Re: [RFT v4] tty/sysrq: Make sysrq handler NMI aware

From: Sumit Garg
Date: Wed Mar 09 2022 - 03:19:39 EST


On Tue, 8 Mar 2022 at 21:16, Daniel Thompson <daniel.thompson@xxxxxxxxxx> wrote:
>
> On Tue, Mar 08, 2022 at 08:13:43PM +0530, Sumit Garg wrote:
> > Hi Daniel,
> >
> > On Mon, 7 Mar 2022 at 19:53, Daniel Thompson <daniel.thompson@xxxxxxxxxx> wrote:
> > >
> > > On Mon, Mar 07, 2022 at 04:33:28PM +0530, Sumit Garg wrote:
> > > > Allow a magic sysrq to be triggered from an NMI context. This is done
> > > > via marking some sysrq actions as NMI safe. Safe actions will be allowed
> > > > to run from NMI context whilst that cannot run from an NMI will be queued
> > > > as irq_work for later processing.
> > > >
> > > > <snip>
> > > >
> > > > @@ -566,12 +573,46 @@ static void __sysrq_put_key_op(int key, const struct sysrq_key_op *op_p)
> > > > sysrq_key_table[i] = op_p;
> > > > }
> > > >
> > > > +static atomic_t sysrq_key = ATOMIC_INIT(-1);
> > > > +
> > > > +static void sysrq_do_irq_work(struct irq_work *work)
> > > > +{
> > > > + const struct sysrq_key_op *op_p;
> > > > + int orig_suppress_printk;
> > > > + int key = atomic_read(&sysrq_key);
> > > > +
> > > > + orig_suppress_printk = suppress_printk;
> > > > + suppress_printk = 0;
> > > > +
> > > > + rcu_sysrq_start();
> > > > + rcu_read_lock();
> > > > +
> > > > + op_p = __sysrq_get_key_op(key);
> > > > + if (op_p)
> > > > + op_p->handler(key);
> > > > +
> > > > + rcu_read_unlock();
> > > > + rcu_sysrq_end();
> > > > +
> > > > + suppress_printk = orig_suppress_printk;
> > > > + atomic_set(&sysrq_key, -1);
> > > > +}
> > > > +
> > > > +static DEFINE_IRQ_WORK(sysrq_irq_work, sysrq_do_irq_work);
> > > > +
> > > > void __handle_sysrq(int key, bool check_mask)
> > > > {
> > > > const struct sysrq_key_op *op_p;
> > > > int orig_log_level;
> > > > int orig_suppress_printk;
> > > > int i;
> > > > + bool irq_work = false;
> > > > +
> > > > + /* Skip sysrq handling if one already in progress */
> > > > + if (atomic_cmpxchg(&sysrq_key, -1, key) != -1) {
> > > > + pr_warn("Skip sysrq key: %i as one already in progress\n", key);
> > > > + return;
> > > > + }
> > >
> > > Doesn't this logic needlessly jam sysrq handling if the irq_work cannot
> > > be undertaken?
> > >
> >
> > Here this is done purposefully to ensure synchronisation of three
> > contexts while handling sysrq:
> > 1. Thread context
> > 2. IRQ context
> > 3. NMI context
>
> Why is it necessary to provide such synchronization?
>
> Also, if there really is an existing bug in the way thread and irq
> contexts interact (e.g. something we can tickle without NMI being
> involved) then that should probably be tackled in a separate patch
> and with an explanation of the synchronization problem.
>
>
> > > A console user could unwittingly attempt an !nmi_safe SysRq action on
> > > a damaged system that cannot service interrupts.

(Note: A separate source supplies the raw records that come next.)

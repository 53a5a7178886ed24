//! Crux Compiler
//!
//! Compiles the Crux teaching language to MIPS assembly. The pipeline is
//! lexer, parser (with symbol resolution), type checker and code generator;
//! each pass keeps its own diagnostic report.

pub mod backend;
pub mod frontend;
pub mod stdlib;
pub mod types;
pub mod utils;
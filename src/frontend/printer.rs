//! AST pretty printer
//!
//! Renders one node per line, indented two spaces per level of nesting.

use std::fmt::Write;

use crate::frontend::ast::{Node, NodeKind};

/// Render `root` and everything below it
pub fn pretty_print(root: &Node) -> String {
    let mut out = String::new();
    print_node(&mut out, root, 0);
    out
}

fn print_node(out: &mut String, node: &Node, depth: usize) {
    let _ = write!(out, "{}{}", "  ".repeat(depth), node);
    if let Some(detail) = detail(node) {
        let _ = write!(out, "({})", detail);
    }
    out.push('\n');

    for child in node.children() {
        print_node(out, child, depth + 1);
    }
}

/// The part of a node that is not a child node
fn detail(node: &Node) -> Option<String> {
    match &node.kind {
        NodeKind::LiteralInt(value) => Some(value.to_string()),
        NodeKind::LiteralFloat(value) => Some(value.to_string()),
        NodeKind::LiteralBool(value) => Some(value.to_string()),
        NodeKind::AddressOf(symbol)
        | NodeKind::VariableDeclaration(symbol)
        | NodeKind::ArrayDeclaration(symbol)
        | NodeKind::Call {
            function: symbol, ..
        } => Some(symbol.to_string()),
        NodeKind::FunctionDefinition {
            function,
            parameters,
            ..
        } => {
            let params: Vec<_> = parameters.iter().map(|p| p.to_string()).collect();
            Some(format!("{}, [{}]", function, params.join(", ")))
        }
        NodeKind::Comparison { op, .. } => Some(op.to_string()),
        NodeKind::Error(message) => Some(message.clone()),
        NodeKind::Dereference(_)
        | NodeKind::Index { .. }
        | NodeKind::Binary { .. }
        | NodeKind::LogicalNot(_)
        | NodeKind::Assignment { .. }
        | NodeKind::IfElseBranch { .. }
        | NodeKind::WhileLoop { .. }
        | NodeKind::Return(_)
        | NodeKind::ExpressionList(_)
        | NodeKind::DeclarationList(_)
        | NodeKind::StatementList(_) => None,
    }
}
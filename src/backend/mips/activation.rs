//! Activation records
//!
//! Describes where each variable lives while code for a function is being
//! generated. Globals are labels in the data segment. Inside a function,
//! parameters sit above `$fp` (the last argument at offset 0) and locals
//! sit below the saved `$fp`/`$ra` pair.

use std::collections::HashMap;

use crate::backend::mips::program::Program;
use crate::frontend::symbol::{Symbol, SymbolId, SymbolRef};
use crate::types::Type;
use crate::utils::{Error, Result};

/// Bytes between `$fp` and the first local: the saved `$fp` and `$ra`
const SAVED_REGISTERS: usize = 8;

/// Storage size of a variable of type `ty`
pub fn num_bytes(ty: &Type) -> Result<usize> {
    ty.size_of()
        .ok_or_else(|| Error::CodeGen(format!("No size known for {}.", ty)))
}

/// Frame layout of one function
#[derive(Debug)]
pub struct FunctionFrame {
    name: String,
    parent: Box<ActivationRecord>,
    /// Bytes of locals allocated so far
    stack_size: usize,
    locals: HashMap<SymbolId, usize>,
    arguments: HashMap<SymbolId, usize>,
}

/// Where variables live
#[derive(Debug)]
pub enum ActivationRecord {
    Global,
    Function(FunctionFrame),
}

impl ActivationRecord {
    pub fn global() -> Self {
        ActivationRecord::Global
    }

    /// A fresh frame for `name`, nested in `parent`
    pub fn for_function(name: &str, parameters: &[SymbolRef], parent: ActivationRecord) -> Result<Self> {
        let mut arguments = HashMap::new();
        let mut offset = 0;
        for parameter in parameters.iter().rev() {
            arguments.insert(parameter.id(), offset);
            offset += num_bytes(&parameter.ty())?;
        }

        Ok(ActivationRecord::Function(FunctionFrame {
            name: name.to_string(),
            parent: Box::new(parent),
            stack_size: 0,
            locals: HashMap::new(),
            arguments,
        }))
    }

    /// Name of the function this record belongs to
    pub fn name(&self) -> Option<&str> {
        match self {
            ActivationRecord::Global => None,
            ActivationRecord::Function(frame) => Some(&frame.name),
        }
    }

    /// Bytes of locals in this frame
    pub fn stack_size(&self) -> usize {
        match self {
            ActivationRecord::Global => 0,
            ActivationRecord::Function(frame) => frame.stack_size,
        }
    }

    /// Leave this record, returning the enclosing one
    pub fn into_parent(self) -> ActivationRecord {
        match self {
            ActivationRecord::Global => ActivationRecord::Global,
            ActivationRecord::Function(frame) => *frame.parent,
        }
    }

    /// Allocate storage for a declared variable or array
    pub fn add(&mut self, program: &mut Program, symbol: &Symbol) -> Result<()> {
        let size = num_bytes(&symbol.ty())?;
        match self {
            ActivationRecord::Global => {
                program.append_data(format!("{}: .space {}", mangle(symbol.name()), size));
            }
            ActivationRecord::Function(frame) => {
                frame.stack_size += size;
                frame
                    .locals
                    .insert(symbol.id(), frame.stack_size + SAVED_REGISTERS);
                log::trace!(
                    "{}: local {} at -{}($fp)",
                    frame.name,
                    symbol.name(),
                    frame.stack_size + SAVED_REGISTERS
                );
            }
        }
        Ok(())
    }

    /// Emit code loading the address of `symbol` into `reg`
    pub fn get_address(&self, program: &mut Program, reg: &str, symbol: &Symbol) {
        match self {
            ActivationRecord::Global => {
                program.append_instruction(format!("la {}, {}", reg, mangle(symbol.name())));
            }
            ActivationRecord::Function(frame) => {
                if let Some(offset) = frame.arguments.get(&symbol.id()) {
                    program.append_instruction(format!("addi {}, $fp, {}", reg, offset));
                } else if let Some(offset) = frame.locals.get(&symbol.id()) {
                    program.append_instruction(format!("addi {}, $fp, -{}", reg, offset));
                } else {
                    frame.parent.get_address(program, reg, symbol);
                }
            }
        }
    }
}

fn mangle(name: &str) -> String {
    format!("cruxdata.{}", name)
}

#[cfg(test)]
mod tests {
    use super::*;
    use crate::frontend::symbol::SymbolTable;

    fn symbol(table: &mut SymbolTable, name: &str, ty: Type) -> SymbolRef {
        let symbol = table.declare(name).unwrap();
        symbol.set_type(ty);
        symbol
    }

    #[test]
    fn test_globals_live_in_data_segment() {
        let mut table = SymbolTable::new();
        let x = symbol(&mut table, "x", Type::Int);
        let a = symbol(&mut table, "a", Type::array(2, Type::array(3, Type::Float)));

        let mut program = Program::new();
        let mut global = ActivationRecord::global();
        global.add(&mut program, &x).unwrap();
        global.add(&mut program, &a).unwrap();
        assert_eq!(program.data(), ["cruxdata.x: .space 4", "cruxdata.a: .space 24"]);

        global.get_address(&mut program, "$t1", &a);
        assert_eq!(program.code(), ["la $t1, cruxdata.a"]);
    }

    #[test]
    fn test_frame_layout() {
        let mut table = SymbolTable::new();
        let g = symbol(&mut table, "g", Type::Int);
        table.push_scope();
        let p = symbol(&mut table, "p", Type::Int);
        let q = symbol(&mut table, "q", Type::Float);
        let local = symbol(&mut table, "l", Type::Bool);
        let arr = symbol(&mut table, "arr", Type::array(3, Type::Int));

        let mut program = Program::new();
        let mut frame =
            ActivationRecord::for_function("f", &[p.clone(), q.clone()], ActivationRecord::global())
                .unwrap();
        frame.add(&mut program, &local).unwrap();
        frame.add(&mut program, &arr).unwrap();
        assert_eq!(frame.stack_size(), 16);
        assert_eq!(frame.name(), Some("f"));

        for sym in [&p, &q, &local, &arr, &g] {
            frame.get_address(&mut program, "$t1", sym);
        }
        assert_eq!(
            program.code(),
            [
                "addi $t1, $fp, 4",
                "addi $t1, $fp, 0",
                "addi $t1, $fp, -12",
                "addi $t1, $fp, -24",
                "la $t1, cruxdata.g",
            ]
        );
        assert!(matches!(frame.into_parent(), ActivationRecord::Global));
    }

    #[test]
    fn test_void_has_no_size() {
        let err = num_bytes(&Type::Void).unwrap_err();
        assert_eq!(err.to_string(), "No size known for void.");
    }
}
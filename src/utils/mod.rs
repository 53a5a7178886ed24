//! Utility module

mod position;
mod error;

pub use position::Position;
pub use error::{Error, Result};
#[cfg(test)]
mod tests {
    use super::*;
    use pretty_assertions::assert_eq;

    fn parse(source: &str) -> (Node, Parser) {
        let mut parser = Parser::from_source(source);
        let root = parser.parse();
        (root, parser)
    }

    fn declarations(root: &Node) -> &[Node] {
        match &root.kind {
            NodeKind::DeclarationList(items) => items,
            other => panic!("expected a declaration list, got {:?}", other),
        }
    }

    fn function_body(decl: &Node) -> &[Node] {
        match &decl.kind {
            NodeKind::FunctionDefinition { body, .. } => match &body.kind {
                NodeKind::StatementList(items) => items,
                other => panic!("expected a statement list, got {:?}", other),
            },
            other => panic!("expected a function, got {:?}", other),
        }
    }

    #[test]
    fn test_empty_program() {
        let (root, parser) = parse("");
        assert!(!parser.has_error());
        assert!(declarations(&root).is_empty());
    }

    #[test]
    fn test_global_and_function() {
        let (root, parser) = parse("var x: int; func main(): void { let x = 1; return; }");
        assert!(!parser.has_error(), "{}", parser.error_report());
        let decls = declarations(&root);
        assert_eq!(decls.len(), 2);

        match &decls[1].kind {
            NodeKind::FunctionDefinition { function, parameters, .. } => {
                assert_eq!(function.name(), "main");
                assert_eq!(function.ty().to_string(), "func(TypeList()):void");
                assert!(parameters.is_empty());
            }
            other => panic!("unexpected {:?}", other),
        }

        let body = function_body(&decls[1]);
        assert!(matches!(body[0].kind, NodeKind::Assignment { .. }));
        assert!(matches!(body[1].kind, NodeKind::Return(None)));
    }

    #[test]
    fn test_unresolved_name_reports_scopes() {
        let (_, parser) = parse("func main(): void { let y = 1; return; }");
        assert_eq!(
            parser.error_report(),
            "ResolveSymbolError(1,25)[Could not find y.]\n\
             Symbol(readInt:func(TypeList()):int)\n\
             Symbol(readFloat:func(TypeList()):float)\n\
             Symbol(printBool:func(TypeList(bool)):void)\n\
             Symbol(printInt:func(TypeList(int)):void)\n\
             Symbol(printFloat:func(TypeList(float)):void)\n\
             Symbol(println:func(TypeList()):void)\n\
             Symbol(main:func(TypeList()):void)\n\
             \n"
        );
    }

    #[test]
    fn test_redeclaration_is_soft() {
        let (root, parser) = parse("var a: int;\nvar a: float;\nvar b: bool;");
        assert!(parser.has_error());
        let report = parser.error_report();
        assert!(report.starts_with("DeclareSymbolError(2,5)[a already exists.]\n"));
        assert!(report.contains("Symbol(a:int)\n"));
        assert_eq!(declarations(&root).len(), 3);
    }

    #[test]
    fn test_syntax_error_aborts() {
        let (root, parser) = parse("var x: int");
        assert_eq!(
            parser.error_report(),
            "SyntaxError(1,11)[Expected SEMICOLON but got EOF.]\n"
        );
        assert!(root.is_error());
        assert_eq!(root.position, Position::new(1, 11));
        match root.kind {
            NodeKind::Error(message) => assert_eq!(message, "Could not complete parsing."),
            other => panic!("unexpected {:?}", other),
        }
    }

    #[test]
    fn test_missing_expression_names_nonterminal() {
        let (_, parser) = parse("func main(): void { let x = ; }");
        assert!(parser
            .error_report()
            .contains("[Expected a token from EXPRESSION3 but got SEMICOLON.]"));
    }

    #[test]
    fn test_garbage_at_top_level() {
        let (root, parser) = parse("# var");
        assert!(root.is_error());
        assert_eq!(
            parser.error_report(),
            "SyntaxError(1,1)[Expected EOF but got ERROR.]\n"
        );
    }

    #[test]
    fn test_array_extents_outermost_first() {
        let (root, parser) = parse("array a: int[2][3];");
        assert!(!parser.has_error());
        match &declarations(&root)[0].kind {
            NodeKind::ArrayDeclaration(symbol) => {
                assert_eq!(symbol.ty(), Type::array(2, Type::array(3, Type::Int)));
            }
            other => panic!("unexpected {:?}", other),
        }
    }

    #[test]
    fn test_precedence() {
        let (root, parser) = parse("func f(): int { return 1 + 2 * 3 < 4; }");
        assert!(!parser.has_error());
        let body = function_body(&declarations(&root)[0]);
        let NodeKind::Return(Some(value)) = &body[0].kind else {
            panic!("expected a return");
        };
        let NodeKind::Comparison { op, left, .. } = &value.kind else {
            panic!("expected a comparison, got {}", value);
        };
        assert_eq!(*op, CompareOp::Lt);
        let NodeKind::Binary { op, right, .. } = &left.kind else {
            panic!("expected an addition");
        };
        assert_eq!(*op, BinaryOp::Add);
        assert!(matches!(right.kind, NodeKind::Binary { op: BinaryOp::Mul, .. }));
    }

    #[test]
    fn test_designators() {
        let (root, parser) =
            parse("array a: int[2][3];\nfunc main(): void { let a[0][1] = a[1][2]; }");
        assert!(!parser.has_error());
        let body = function_body(&declarations(&root)[1]);
        let NodeKind::Assignment { destination, source } = &body[0].kind else {
            panic!("expected an assignment");
        };
        let NodeKind::Index { base, .. } = &destination.kind else {
            panic!("expected an index");
        };
        assert!(matches!(base.kind, NodeKind::Index { .. }));
        let NodeKind::Dereference(address) = &source.kind else {
            panic!("expected a dereference");
        };
        assert!(matches!(address.kind, NodeKind::Index { .. }));
    }

    #[test]
    fn test_block_scopes() {
        let source = "func f(x: int): void {\n\
                      if true { var y: int; } else { var y: bool; }\n\
                      while false { var x: float; }\n\
                      let y = 1;\n\
                      }";
        let (_, parser) = parse(source);
        let report = parser.error_report();
        assert!(report.starts_with("ResolveSymbolError(4,5)[Could not find y.]"));
        assert!(!report.contains("DeclareSymbolError"));
    }

    #[test]
    fn test_parameter_and_local_share_a_scope() {
        let (_, parser) = parse("func f(x: int): void { var x: int; }");
        assert!(parser
            .error_report()
            .starts_with("DeclareSymbolError(1,28)[x already exists.]"));
    }

    #[test]
    fn test_recursive_call_resolves() {
        let (_, parser) = parse("func f(n: int): int { return ::f(n - 1); }");
        assert!(!parser.has_error(), "{}", parser.error_report());
    }

    #[test]
    fn test_unknown_type_name() {
        let (root, parser) = parse("var s: string;");
        assert!(!parser.has_error());
        match &declarations(&root)[0].kind {
            NodeKind::VariableDeclaration(symbol) => {
                assert_eq!(symbol.ty(), Type::error("Unknown type: string."));
            }
            other => panic!("unexpected {:?}", other),
        }
    }

    #[test]
    fn test_node_ids_are_unique() {
        let (root, _) = parse("func main(): void { ::printInt(1 + 2); ::println(); }");
        let mut ids = Vec::new();
        let mut stack = vec![&root];
        while let Some(node) = stack.pop() {
            ids.push(node.id);
            stack.extend(node.children());
        }
        let count = ids.len();
        ids.sort();
        ids.dedup();
        assert_eq!(ids.len(), count);
    }
}
//! Error handling for the Crux compiler

use crate::utils::Position;
use thiserror::Error;

/// Result type alias
pub type Result<T> = std::result::Result<T, Error>;

/// Compiler error
///
/// Only the failures that cut a pass short live here. Recoverable problems
/// (unresolved names, type errors) are rendered straight into the owning
/// pass's diagnostic buffer instead.
#[derive(Error, Debug, Clone, PartialEq)]
pub enum Error {
    // ==================== Symbol Errors ====================

    #[error("Symbol {name} being redeclared.")]
    Redeclaration { name: String },

    #[error("Could not find {name}.")]
    SymbolNotFound { name: String },

    // ==================== Parser Errors ====================

    /// A failed `expect`; unwinds the whole parse.
    #[error("{message}")]
    QuitParse { message: String, position: Position },

    // ==================== Backend Errors ====================

    #[error("{0}")]
    CodeGen(String),
}
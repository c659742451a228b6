//! # Storage Layer
//!
//! File-system boundary for astro-craft. The domain layer only maps text to
//! text; reading, writing and path layout live here.
//!
//! ## Generated Files
//!
//! | Item | Location |
//! |------|----------|
//! | Components | `src/components/{dash-name}.astro` |
//! | Layouts | `src/layouts/{PascalName}.astro` |
//! | API routes | `src/pages/api/{dash-name}.ts` |
//! | Pages | `src/pages/{dash-name}.astro` |
//!
//! Extensions come from `craft.toml` when present.
//!
//! ## Write Safety
//!
//! - Files are always rewritten whole, never patched in place
//! - Writes go through a temp file and a rename
//! - No locking: concurrent runs against the same files are unsupported
//!
//! ## Key Types
//!
//! - [`Project`] - Root directory, configuration and path layout
//! - [`Config`] - Project and global configuration

mod config;
mod files;
mod project;

pub use config::{Config, ConfigError, GlobalConfig, OutputFormat, ProjectConfig, CONFIG_FILE};
pub use files::{ensure_dir, read_existing, write_atomic};
pub use project::{Project, ProjectError};
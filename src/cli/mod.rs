//! # Command-Line Interface
//!
//! User-facing commands and output formatting.
//!
//! ## Commands
//!
//! | Command | Short | Creates |
//! |---------|-------|---------|
//! | `add-component` | `-c` | `src/components/{name}.astro` |
//! | `add-layout` | `-l` | `src/layouts/{Name}.astro` |
//! | `add-api` | `-a` | `src/pages/api/{name}.ts` |
//! | `init` | | `craft.toml` |
//!
//! `--page <name>` wires new components or layouts into
//! `src/pages/{name}.astro`; `--method <verb>` picks the API handler.
//!
//! ## Output Formats
//!
//! All commands support `--format` flag:
//! - `text` (default) - One status line per file
//! - `json` - A JSON array of file changes
//!
//! ## Verbose Mode
//!
//! Use `--verbose` (or `-v`) for debug output:
//! ```bash
//! astro-craft --verbose add-component Button -p home
//! ```
//!
//! ## Entry Point
//!
//! Call [`run()`] to parse arguments and execute the appropriate command.

mod app;
mod generate;
mod output;

pub use app::{run, Cli, Commands, ItemArgs};
pub use generate::{Action, FileChange, FileKind, Generator};
pub use output::{Output, OutputFormat};
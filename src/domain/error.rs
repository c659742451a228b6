//! Error kinds raised by the domain layer

use thiserror::Error;

use super::method::HttpMethod;

/// Input rejected before any file is touched
#[derive(Debug, Error, PartialEq)]
pub enum ValidationError {
    #[error("Invalid HTTP method: {0}. Must be one of: {methods}", methods = HttpMethod::names().join(", "))]
    InvalidMethod(String),

    #[error("At least one item name is required")]
    EmptyItems,

    #[error("Invalid item name '{0}': use letters, digits, hyphens and spaces")]
    InvalidName(String),

    #[error("Invalid convention '{key}': {reason}")]
    InvalidConvention { key: &'static str, reason: String },
}

/// Failure to merge new content into an existing file
#[derive(Debug, Error)]
pub enum MergeError {
    #[error("Method {0} already exists")]
    DuplicateMethod(HttpMethod),

    #[error("Malformed file: {0}")]
    Malformed(String),

    #[error("Invalid structural pattern: {0}")]
    Pattern(#[from] regex::Error),
}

Logic that prevents
> > > things like backtrace, ftrace dump, kgdb or reboot is actively harmful
> > > to that user's capability to figure out why their original sysrq doesn't
> > > work.
> >
> > I see your point.
> >
> > >
> > > I think the logic to prohibht multiple deferred sysrqs should only
> > > be present on code paths where we are actually going to defer the sysrq.
> > >
> >
> > It's not only there to prohibit multiple deferred sysrq (as that alone
> > could be handled by irq_work_queue()) but rather to avoid parallelism
> > scenarios that Doug mentioned on prior versions.
>
> I'm afraid I'm still a little lost here. I've only done a quick review
> but sysrq's entry/exit protocols look like they are intended to handle
> stacked contexts. This shouldn't be all that suprising since, even
> without your changes, a sysrq triggered by an irq will interrupt
> a sysrq triggered using /proc/sysrq-trigger .
>

Yeah you are right. I see problems with how globals like
"suppress_printk" and "console_loglevel" are modified and restored
within __handle_sysrq(). A concurrent sysrq may easily lead to
incorrect value restoration as an example below:

Thread 1
Thread 2
orig_suppress_printk = suppress_printk; # here value is 1
suppress_printk = 0;

orig_suppress_printk = suppress_printk; #
here value is 0
suppress_printk = orig_suppress_printk; # here value is 1

suppress_printk = 0;

suppress_printk = orig_suppress_printk;
#incorrect value restored as 0

Greg,

Do let me know if I am missing something otherwise I will create a
separate patch for this issue.

-Sumit

>
> > How about the following add-on change to allow passthrough for broken
> > irq_work systems?
>
> My question ultimately boils down to whether the existing logic
> is necessary, not whether we can make it even more complex!
>
> So before thinking too much about this change I think it would be
> useful to have a clear example of the circumstances that you think
> it will not be safe to run an NMI-safe sysrq from an NMI.
>
>
> Daniel.
>
>
> > diff --git a/drivers/tty/sysrq.c b/drivers/tty/sysrq.c
> > index 005c9f9e0004..0a91d3ccf862 100644
> > --- a/drivers/tty/sysrq.c
> > +++ b/drivers/tty/sysrq.c
> > @@ -608,6 +608,15 @@ void __handle_sysrq(int key, bool check_mask)
> > int i;
> > bool irq_work = false;
> >
> > + /*
> > + * Handle a case if irq_work cannot be undertaken on a damaged
> > + * system stuck in hard lockup and cannot service interrupts.
> > + * In such cases we shouldn't atleast block NMI safe handlers
> > + * that doesn't depend on irq_work.
> > + */
> > + if (irq_work_is_pending(&sysrq_irq_work))
> > + atomic_set(&sysrq_key, -1);
> > +
> > /* Skip sysrq handling if one already in progress */
> > if (atomic_cmpxchg(&sysrq_key, -1, key) != -1) {
> > pr_warn("Skip sysrq key: %i as one already in progress\n", key);
> >
> > -Sumit
> >
> > >
> > > Daniel.